I am looking for a python library which does approximate (or exact, no problem with that) nearest neighbor search which has fast dynamic updates. (it seems that the scipy.spatial ones, like KDTree or BallTree do not. It would be even better if this were GPU compatible, but we should not be too greedy.


Solution

  • Have a look at https://github.com/erikbern/ann-benchmarks I don't really know the project, but it appears to written in Python and implements all kind of (A)NN search indices. However, I assume many of them are not written in Python but other languages.

    Unfortunately, I think this project does not benchmark updateability.

    Personally, I know next to nothing about ANN, so I am going to focus on exact NN. The best index for you situation depends on several factors: do you dynamically only add or also remove entries? How many dimension do you have?
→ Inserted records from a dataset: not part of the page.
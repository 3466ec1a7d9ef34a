use std::sync::Arc;

use super::intern::NameTable;
use super::{Aggregate, EventInstant, InstantKind};

/// Computes per-name and grand-total execution times.
///
/// Sorts `instants` in place by `(sequence id, start before end)`. Each
/// sequence id contributes exactly one start/end pair, and the kind
/// tie-break puts the start first even when both instants carry the same
/// timestamp, so the sorted stream can be walked strictly pairwise.
///
/// Returns one [`Aggregate`] per interned name (in id order) and the
/// total nanoseconds across all recorded intervals. Relative times are
/// defined as 0 when the total is 0.
pub(super) fn aggregate(
    instants: &mut [EventInstant],
    names: &NameTable,
) -> (Vec<Aggregate>, u64) {
    instants.sort_unstable_by(|a, b| a.id.cmp(&b.id).then_with(|| a.kind.cmp(&b.kind)));

    let mut absolute = vec![0u64; names.len()];
    let mut total = 0u64;
    for pair in instants.chunks_exact(2) {
        let (start, end) = (&pair[0], &pair[1]);
        debug_assert_eq!(start.id, end.id);
        debug_assert_eq!(start.kind, InstantKind::Start);
        debug_assert_eq!(end.kind, InstantKind::End);

        let duration = end.instant - start.instant;
        absolute[start.name_id as usize] += duration;
        total += duration;
    }

    let aggs = absolute
        .into_iter()
        .enumerate()
        .map(|(name_id, absolute_time)| Aggregate {
            event_name: Arc::clone(names.name(name_id as u32)),
            absolute_time,
            relative_time: if total == 0 {
                0.0
            } else {
                absolute_time as f64 / total as f64
            },
        })
        .collect();

    (aggs, total)
}
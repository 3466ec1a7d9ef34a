use std::sync::Arc;

use ahash::AHashMap;

use super::intern::NameTable;
use super::{EventInstant, InstantKind, Overlap};

/// Computes the pairwise overlap matrix with a sweep over the instants
/// sorted by timestamp.
///
/// The sweep keeps the set of currently-open operations and, for every
/// pair of simultaneously-open sequence ids, the instant at which the
/// pair became simultaneously open (the start of the later member). When
/// the earlier-ending member of a pair ends, the elapsed overlap is
/// attributed to the cell `[min(name a, name b)][max(name a, name b)]`,
/// so only the upper triangle (diagonal included) of the matrix is ever
/// populated. Self-pairs (two instances of the same name) land on the
/// diagonal.
///
/// Instants sharing a timestamp are processed starts first, then ends,
/// then by sequence id. An end/start pair of touching intervals thus
/// opens an overlap and immediately closes it with 0 ns, which the
/// sparse result drops (the same numbers as treating touching intervals
/// as non-overlapping), while a zero-duration operation still has its
/// start processed before its own end, keeping the open set consistent.
///
/// Returns the sparse list of nonzero overlaps (in name-id order) and
/// the total overlap across the session.
pub(super) fn overlaps(
    instants: &mut [EventInstant],
    names: &NameTable,
) -> (Vec<Overlap>, u64) {
    instants.sort_unstable_by(|a, b| {
        a.instant
            .cmp(&b.instant)
            .then_with(|| a.kind.cmp(&b.kind))
            .then_with(|| a.id.cmp(&b.id))
    });

    let num_names = names.len();
    let mut matrix = vec![0u64; num_names * num_names];
    let mut total_overlap = 0u64;

    // Currently-open operations: sequence id -> name id.
    let mut occurring: AHashMap<u32, u32> = AHashMap::new();
    // Pair of open sequence ids (smaller first) -> instant at which the
    // pair became simultaneously open.
    let mut pending: AHashMap<(u32, u32), u64> = AHashMap::new();

    for inst in instants.iter() {
        match inst.kind {
            InstantKind::Start => {
                for &open_id in occurring.keys() {
                    pending.insert(pair_key(inst.id, open_id), inst.instant);
                }
                occurring.insert(inst.id, inst.name_id);
            }
            InstantKind::End => {
                occurring.remove(&inst.id);
                for (&open_id, &open_name) in occurring.iter() {
                    let opened = pending
                        .remove(&pair_key(inst.id, open_id))
                        .expect("pair was recorded when its later member started");
                    let overlap = inst.instant - opened;
                    let (lo, hi) = if inst.name_id <= open_name {
                        (inst.name_id, open_name)
                    } else {
                        (open_name, inst.name_id)
                    };
                    matrix[lo as usize * num_names + hi as usize] += overlap;
                    total_overlap += overlap;
                }
            }
        }
    }

    let mut result = Vec::new();
    for i in 0..num_names {
        for j in i..num_names {
            let duration = matrix[i * num_names + j];
            if duration > 0 {
                result.push(Overlap {
                    event1_name: Arc::clone(names.name(i as u32)),
                    event2_name: Arc::clone(names.name(j as u32)),
                    duration,
                });
            }
        }
    }

    (result, total_overlap)
}

fn pair_key(a: u32, b: u32) -> (u32, u32) {
    if a <= b {
        (a, b)
    } else {
        (b, a)
    }
}

#[cfg(test)]
mod tests {
    use super::*;
    use pretty_assertions::assert_eq;

    fn instants(ops: &[(&str, u32, u64, u64)]) -> (Vec<EventInstant>, NameTable) {
        let mut names = NameTable::default();
        let queue: Arc<str> = Arc::from("q");
        let mut out = Vec::new();
        for &(name, id, start, end) in ops {
            let (name_id, event_name) = names.intern(name);
            for (instant, kind) in [(start, InstantKind::Start), (end, InstantKind::End)] {
                out.push(EventInstant {
                    event_name: Arc::clone(&event_name),
                    queue_name: Arc::clone(&queue),
                    name_id,
                    id,
                    instant,
                    kind,
                });
            }
        }
        (out, names)
    }

    fn pairs(overlaps: &[Overlap]) -> Vec<(&str, &str, u64)> {
        overlaps
            .iter()
            .map(|o| (o.event1_name(), o.event2_name(), o.duration()))
            .collect()
    }

    #[test]
    fn disjoint_intervals_do_not_overlap() {
        let (mut insts, names) = instants(&[("a", 1, 0, 5), ("b", 2, 6, 9)]);
        let (result, total) = overlaps(&mut insts, &names);
        assert!(result.is_empty());
        assert_eq!(total, 0);
    }

    #[test]
    fn touching_intervals_do_not_overlap() {
        // a ends at the very instant b starts.
        let (mut insts, names) = instants(&[("a", 1, 0, 5), ("b", 2, 5, 9)]);
        let (result, total) = overlaps(&mut insts, &names);
        assert!(result.is_empty());
        assert_eq!(total, 0);
    }

    #[test]
    fn containment_counts_the_inner_interval() {
        let (mut insts, names) = instants(&[("a", 1, 0, 20), ("b", 2, 5, 9)]);
        let (result, total) = overlaps(&mut insts, &names);
        assert_eq!(pairs(&result), vec![("a", "b", 4)]);
        assert_eq!(total, 4);
    }

    #[test]
    fn self_overlap_lands_on_the_diagonal() {
        let (mut insts, names) = instants(&[("a", 1, 0, 10), ("a", 2, 4, 8)]);
        let (result, total) = overlaps(&mut insts, &names);
        assert_eq!(pairs(&result), vec![("a", "a", 4)]);
        assert_eq!(total, 4);
    }

    #[test]
    fn attribution_is_symmetric_in_sequence_ids() {
        // Swapping which operation got the smaller sequence id must not
        // change the matrix.
        let (mut fwd, names_fwd) = instants(&[("a", 1, 0, 10), ("b", 2, 5, 15)]);
        let (mut rev, names_rev) = instants(&[("a", 2, 0, 10), ("b", 1, 5, 15)]);
        let (result_fwd, total_fwd) = overlaps(&mut fwd, &names_fwd);
        let (result_rev, total_rev) = overlaps(&mut rev, &names_rev);
        assert_eq!(pairs(&result_fwd), pairs(&result_rev));
        assert_eq!(total_fwd, total_rev);
        assert_eq!(total_fwd, 5);
    }

    #[test]
    fn three_way_overlap_counts_every_pair() {
        // Three intervals all open during [4, 6).
        let (mut insts, names) =
            instants(&[("a", 1, 0, 6), ("b", 2, 2, 8), ("c", 3, 4, 10)]);
        let (result, total) = overlaps(&mut insts, &names);
        assert_eq!(
            pairs(&result),
            vec![("a", "b", 4), ("a", "c", 2), ("b", "c", 4)]
        );
        assert_eq!(total, 10);
    }

    #[test]
    fn zero_duration_operation_keeps_the_sweep_consistent() {
        // The zero-duration operation opens and closes at 5, inside a;
        // it must not linger in the open set and break later pairs.
        let (mut insts, names) =
            instants(&[("a", 1, 0, 10), ("z", 2, 5, 5), ("b", 3, 7, 12)]);
        let (result, total) = overlaps(&mut insts, &names);
        assert_eq!(pairs(&result), vec![("a", "b", 3)]);
        assert_eq!(total, 3);
    }
}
How big is your dataset?

    Tree types:

    • In my experience, KDtrees are actually not very good at removing entries, but they are good as long as you only add entries (occasional rebalancing may be required).

    If you want to quickly add AND remove entries, I suggest looking at LSH (locality sensitive hashing), R-Trees, and quadtrees.

    • However, as far as I am aware, LSH doesn't work well with higher dimensionality, but I don't really know LSH.
    • R-trees deal much better with higher dimensionality, at least up to a few 10s of 100s of dimensions; I found that the performance depends a lot on the specific implementation.
    • Most quadtrees do not work well with high dimensions, however, the PH-tree (disclaimer: my own project) works quite well with high dimensions, I have tested the Java version with 1000 dimensions and it worked "fine" (however, with that many dimensions, "fine" just means it is not worse than a brute force scan); I suggest using it for up to 50 dimensions or so.

    If you are interested, I compared numerous indexes (Java implementations) here. Figure 32-35 show kNN performance for 1NN and 10NN queries with 1'000'000 entries up to 40 dimensions. CU-P is a dataset with uniformly distributed points, CL-P is a highly clustered dataset. Fig. 42 and 44 show update rates (removing a point and inserting another point somewhere else).

    Implementations of the indexes are available here (Java), the PH-tree is also available in C++.